Hong Kong horror cinema, from kung fu ghost movies to adults-only shockers like the human flesh eaters of The Untold Story
- Ghost films in 1950s Hong Kong weren’t about ghosts at all. Sammo Hung created authentic Cantonese horror by mixing jokes, action and Chinese superstition
- The advent of Category III films for adults only saw the rise of truly nasty fare, from true-crime slashers like Dr Lamb to cannibalism in The Untold Story

As for horror, cheap copies of American movies were produced in the early 1970s to ride on the success of the international mega-hit The Exorcist. But seriously nasty shockers such as The Untold Story, which featured Anthony Wong Chau-san as a crazy food vendor who served up human flesh in his pork buns, didn’t become an industry staple until the early 1990s.
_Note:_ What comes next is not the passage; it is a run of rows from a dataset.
use core::ptr::{null, null_mut};

use widestring::U16CString;
use windows_sys::Win32::Foundation::{
    ERROR_INSUFFICIENT_BUFFER, ERROR_INVALID_SID, ERROR_NONE_MAPPED, GetLastError, LocalFree,
};
use windows_sys::Win32::Security::Authorization::ConvertStringSidToSidW;
use windows_sys::Win32::Security::{LookupAccountSidW, PSID};

use super::{IdentityResolver, ResolveError};

/// [`IdentityResolver`] backed by the local machine's account database
/// (`LookupAccountSidW`).
///
/// Resolves raw SID text to `DOMAIN\Name`; a SID with no mapped account
/// yields [`ResolveError::NoneMapped`].
#[derive(Debug, Clone, Copy, Default)]
pub struct LocalAccountResolver;

impl IdentityResolver for LocalAccountResolver {
    fn resolve(&self, identity: &str) -> Result<String, ResolveError> {
        let wide = U16CString::from_str(identity).map_err(|_| ResolveError::InvalidFormat {
            identity: identity.to_owned(),
        })?;
        let mut psid: PSID = null_mut();
        // SAFETY: `wide` is a valid NUL-terminated UTF-16 string and `psid`
        // is a valid out-pointer.
        let converted = unsafe { ConvertStringSidToSidW(wide.as_ptr(), &raw mut psid) };
        if converted == 0 {
            // SAFETY: `GetLastError` is always safe to call.
            let code = unsafe { GetLastError() };
            return Err(if code == ERROR_INVALID_SID {
                ResolveError::InvalidFormat {
                    identity: identity.to_owned(),
                }
            } else {
                map_code(identity, code)
            });
        }
        let result = lookup_account(psid, identity);
        // SAFETY: `psid` was allocated by `ConvertStringSidToSidW` and must
        // be released with `LocalFree`.
        unsafe {
            LocalFree(psid.cast());
        }
        result
    }
}

fn lookup_account(psid: PSID, identity: &str) -> Result<String, ResolveError> {
    let mut name_len = 0u32;
    let mut domain_len = 0u32;
    let mut sid_type_raw = 0i32;
    // SAFETY: null buffers with zero lengths are the documented way to query
    // the required sizes; all out-pointers are valid.
    let sized = unsafe {
        LookupAccountSidW(
            null(),
            psid,
            null_mut(),
            &raw mut name_len,
            null_mut(),
            &raw mut domain_len,
            &raw mut sid_type_raw,
        )
    };
    if sized == 0 {
        // SAFETY: `GetLastError` is always safe to call.
        let code = unsafe { GetLastError() };
        if code != ERROR_INSUFFICIENT_BUFFER {
            return Err(map_code(identity, code));
        }
    }

    let mut name_buffer = vec![0u16; name_len as usize];
    let mut domain_buffer = vec![0u16; domain_len as usize];
    // SAFETY: both buffers were allocated with the lengths the first call
    // reported, and all out-pointers are valid.
    let looked_up = unsafe {
        LookupAccountSidW(
            null(),
            psid,
            name_buffer.as_mut_ptr(),
            &raw mut name_len,
            domain_buffer.as_mut_ptr(),
            &raw mut domain_len,
            &raw mut sid_type_raw,
        )
    };
    if looked_up == 0 {
        // SAFETY: `GetLastError` is always safe to call.
        let code = unsafe { GetLastError() };
        return Err(map_code(identity, code));
    }

    // On success the reported lengths exclude the NUL terminator.
    let name = name_buffer
        .get(..name_len as usize)
        .map(String::from_utf16_lossy)
        .unwrap_or_default();
    let domain = domain_buffer
        .get(..domain_len as usize)
        .map(String::from_utf16_lossy)
        .unwrap_or_default();
    Ok(if domain.is_empty() {
        name
    } else {
        format!("{domain}\\{name}")
    })
}

fn map_code(identity: &str, code: u32) -> ResolveError {
    if code == ERROR_NONE_MAPPED {
        ResolveError::NoneMapped {
            identity: identity.to_owned(),
        }
    } else {
        ResolveError::Lookup {
            identity: identity.to_owned(),
            code,
        }
    }
}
Why the delay? Ingrained Confucian values and a desire to educate the population about the perils of superstition meant that the Cantonese ghost films of the 1950s and 1960s weren’t really ghost films at all – the ghostly events always had a rational explanation, and the so-called ghosts were usually humans in disguise.
For instance, in 1957’s The Nightly Cry of the Ghost, the supposed ghost turns out be a human girl posing as a spook to scare the people who murdered her family into giving a confession.
“Many of the ghost movies of the traditional Cantonese cinema of the 1950s and 1960s were psychological, didactic films using the idea of ghosts to impart a materialistic point of view,” wrote Cheng Yu in an essay entitled “Under a Spell”. “Such movies were invariably anti-superstition, preaching the non-existence of ghosts.